This, however, did not prevent her from reproaching her
daughter in private with telling me everything, and loving me too
much, observing to her she was a fool and would at length be made a
dupe.
This woman possessed, to a supreme degree, the art of multiplying
the presents made her, by concealing from one what she received from
another, and from me what she received from all. I could have pardoned
her avarice, but it was impossible I should forgive her dissimulation.

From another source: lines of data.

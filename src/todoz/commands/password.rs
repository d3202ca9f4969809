use crate::commands::{CmdMessage, CmdResult};
use crate::error::{Result, TodozError};
use crate::store::DataStore;
use uuid::Uuid;

use super::helpers::{find_user, validate_password};

/// Both passwords are nullable so that JSON callers get the same check order
/// as typed ones: a missing old password is a mismatch, and a missing new
/// password is only reported once the old one has been accepted.
pub fn run<S: DataStore>(
    store: &mut S,
    min_password_length: usize,
    user_id: &Uuid,
    old_password: Option<&str>,
    new_password: Option<&str>,
) -> Result<CmdResult> {
    let mut user = find_user(store, user_id)?;
    if !old_password.is_some_and(|old| user.password_matches(old)) {
        return Err(TodozError::AuthenticationFailed(
            "Old password does not match.".into(),
        ));
    }
    let new_password =
        new_password.ok_or_else(|| TodozError::invalid("New password cannot be null."))?;
    validate_password(new_password, min_password_length, "New password")?;

    user.password = new_password.to_string();
    store.save_user(&user)?;

    Ok(CmdResult::default().with_message(CmdMessage::success("Password updated successfully.")))
}
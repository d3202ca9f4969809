//! Tracing bootstrap for the binary.
//!
//! The library only emits events; installing a subscriber is the caller's
//! choice. Output goes to stderr so envelopes on stdout stay machine-readable.

use tracing_subscriber::{layer::SubscriberExt, util::SubscriberInitExt, EnvFilter};

/// Variable consulted before `RUST_LOG`.
pub const LOG_ENV: &str = "TODOZ_LOG";
const DEFAULT_FILTER: &str = "warn";

/// Filter directive in effect: `debug` when verbose, else `TODOZ_LOG`,
/// else `RUST_LOG`, else `warn`.
pub fn filter_directive(verbose: bool) -> String {
    if verbose {
        return "debug".to_string();
    }
    std::env::var(LOG_ENV)
        .or_else(|_| std::env::var("RUST_LOG"))
        .unwrap_or_else(|_| DEFAULT_FILTER.to_string())
}

/// Install the global subscriber. A second call is a no-op.
pub fn init_tracing(verbose: bool) {
    let filter = EnvFilter::try_new(filter_directive(verbose))
        .unwrap_or_else(|_| EnvFilter::new(DEFAULT_FILTER));

    let _ = tracing_subscriber::registry()
        .with(tracing_subscriber::fmt::layer().with_writer(std::io::stderr))
        .with(filter)
        .try_init();
}
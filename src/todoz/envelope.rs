//! Text rendering of [`Outcome`] envelopes.

use crate::outcome::Outcome;

/// Returned when an outcome cannot be serialized.
pub const SERIALIZATION_FAILURE: &str =
    "{\"status\":\"error\", \"message\":\"Failed to serialize response.\"}";

pub fn render(outcome: &Outcome, pretty: bool) -> String {
    let rendered = if pretty {
        serde_json::to_string_pretty(outcome)
    } else {
        serde_json::to_string(outcome)
    };
    rendered.unwrap_or_else(|_| SERIALIZATION_FAILURE.to_string())
}
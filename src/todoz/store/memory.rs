use super::email_index::EmailIndex;
use super::todo_index::TodoIndex;
use super::user_index::UserIndex;
use super::DataStore;
use crate::error::{Result, TodozError};
use crate::model::{Todo, User};
use uuid::Uuid;

/// In-memory storage. State lives as long as the store value does.
#[derive(Debug, Default)]
pub struct InMemoryStore {
    emails: EmailIndex,
    users: UserIndex,
    todos: TodoIndex,
}

impl InMemoryStore {
    pub fn new() -> Self {
        Self::default()
    }

    pub fn user_count(&self) -> usize {
        self.users.count()
    }

    pub fn todo_count(&self) -> usize {
        self.todos.count()
    }
}

impl DataStore for InMemoryStore {
    fn email_registered(&self, email: &str) -> bool {
        self.emails.contains_email(email)
    }

    fn find_user_id_by_email(&self, email: &str) -> Option<Uuid> {
        self.emails.id_by_email(email)
    }

    fn insert_user(&mut self, user: &User) -> Result<()> {
        if self.emails.contains_email(&user.email) {
            return Err(TodozError::DuplicateEmail(user.email.clone()));
        }
        if self.users.contains(&user.id) {
            return Err(TodozError::Store(format!(
                "User id '{}' is already in use",
                user.id
            )));
        }
        self.users.put(user.id, user.clone());
        self.emails.put(user.id, user.email.clone());
        Ok(())
    }

    fn get_user(&self, id: &Uuid) -> Result<User> {
        self.users
            .get(id)
            .cloned()
            .ok_or(TodozError::UserNotFound(*id))
    }

    fn save_user(&mut self, user: &User) -> Result<()> {
        match self.emails.email_by_id(&user.id) {
            None => return Err(TodozError::UserNotFound(user.id)),
            Some(email) if email != user.email => {
                return Err(TodozError::Store(
                    "Changing a user's email is not supported".to_string(),
                ))
            }
            Some(_) => {}
        }
        self.users.put(user.id, user.clone());
        Ok(())
    }

    fn add_todo(&mut self, user_id: &Uuid, todo: &Todo) -> Result<()> {
        if !self.users.contains(user_id) {
            return Err(TodozError::UserNotFound(*user_id));
        }
        if !self.todos.put(*user_id, todo.clone()) {
            return Err(TodozError::Store(format!(
                "Todo id '{}' is already in use",
                todo.id
            )));
        }
        Ok(())
    }

    fn list_todos(&self, user_id: &Uuid) -> Vec<Todo> {
        self.todos.get(user_id).to_vec()
    }

    fn get_todo(&self, user_id: &Uuid, todo_id: &Uuid) -> Result<Todo> {
        self.todos
            .find(user_id, todo_id)
            .cloned()
            .ok_or(TodozError::TodoNotFound(*todo_id))
    }

    fn save_todo(&mut self, user_id: &Uuid, todo: &Todo) -> Result<()> {
        let stored = self
            .todos
            .find_mut(user_id, &todo.id)
            .ok_or(TodozError::TodoNotFound(todo.id))?;
        if stored.created_at != todo.created_at {
            return Err(TodozError::Store(
                "Todo creation time is immutable".to_string(),
            ));
        }
        *stored = todo.clone();
        Ok(())
    }

    fn delete_todo(&mut self, user_id: &Uuid, todo_id: &Uuid) -> Result<()> {
        if self.todos.remove_where(user_id, |t| t.id == *todo_id) {
            Ok(())
        } else {
            Err(TodozError::TodoNotFoundForUser(*todo_id))
        }
    }
}

// --- Test Fixtures ---

#[cfg(any(test, feature = "test_utils"))]
pub mod fixtures {
    use super::*;
    use crate::model::TodoStatus;

    pub struct StoreFixture {
        pub store: InMemoryStore,
        pub users: Vec<User>,
    }

    impl Default for StoreFixture {
        fn default() -> Self {
            Self::new()
        }
    }

    impl StoreFixture {
        pub fn new() -> Self {
            Self {
                store: InMemoryStore::new(),
                users: Vec::new(),
            }
        }

        pub fn with_user(mut self, email: &str, password: &str) -> Self {
            let user = User::new(email.to_string(), password.to_string());
            self.store.insert_user(&user).unwrap();
            self.users.push(user);
            self
        }

        /// Adds `count` active todos to the most recently added user.
        pub fn with_todos(mut self, count: usize) -> Self {
            let owner = self.last_user_id();
            for i in 0..count {
                let todo = Todo::new(
                    format!("Test Todo {}", i + 1),
                    Some(format!("Details for todo {}", i + 1)),
                );
                self.store.add_todo(&owner, &todo).unwrap();
            }
            self
        }

        pub fn with_todo(mut self, title: &str, details: Option<&str>) -> Self {
            let owner = self.last_user_id();
            let todo = Todo::new(title.to_string(), details.map(str::to_string));
            self.store.add_todo(&owner, &todo).unwrap();
            self
        }

        pub fn with_completed_todo(mut self, title: &str) -> Self {
            let owner = self.last_user_id();
            let mut todo = Todo::new(title.to_string(), None);
            todo.status = TodoStatus::Completed;
            self.store.add_todo(&owner, &todo).unwrap();
            self
        }

        pub fn user_id(&self, n: usize) -> Uuid {
            self.users[n].id
        }

        fn last_user_id(&self) -> Uuid {
            self.users
                .last()
                .map(|u| u.id)
                .expect("fixture needs a user before todos")
        }
    }
}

What could she have to conceal from me whose happiness she knew
principally consisted in that of herself and her daughter? What I
had done for the daughter I had done for myself, but the services I
rendered the mother merited on her part some acknowledgement. She
ought, at least, to have thought herself obliged for them to her
daughter, and to have loved me for the sake of her by whom I was
already beloved. I had raised her from the lowest state of
wretchedness; she received from my hands the means of subsistence, and
was indebted to me for her acquaintance with the persons from whom she
found means to reap considerable benefit. Theresa had long supported
her by her industry, and now maintained her with my bread. She owed
everything to this daughter, for whom she had done nothing, and her
other children, to whom she had given marriage portions, and on
whose account she had ruined herself, far from giving her the least
aid, devoured her substance and mine. I thought that in such a
situation she ought to consider me as her only friend and most sure
protector, and that, far from making of my own affairs a secret to me,
and conspiring against me in my house, it was her duty faithfully to
acquaint me with everything in which I was interested, when this
came to her knowledge before it did to mine.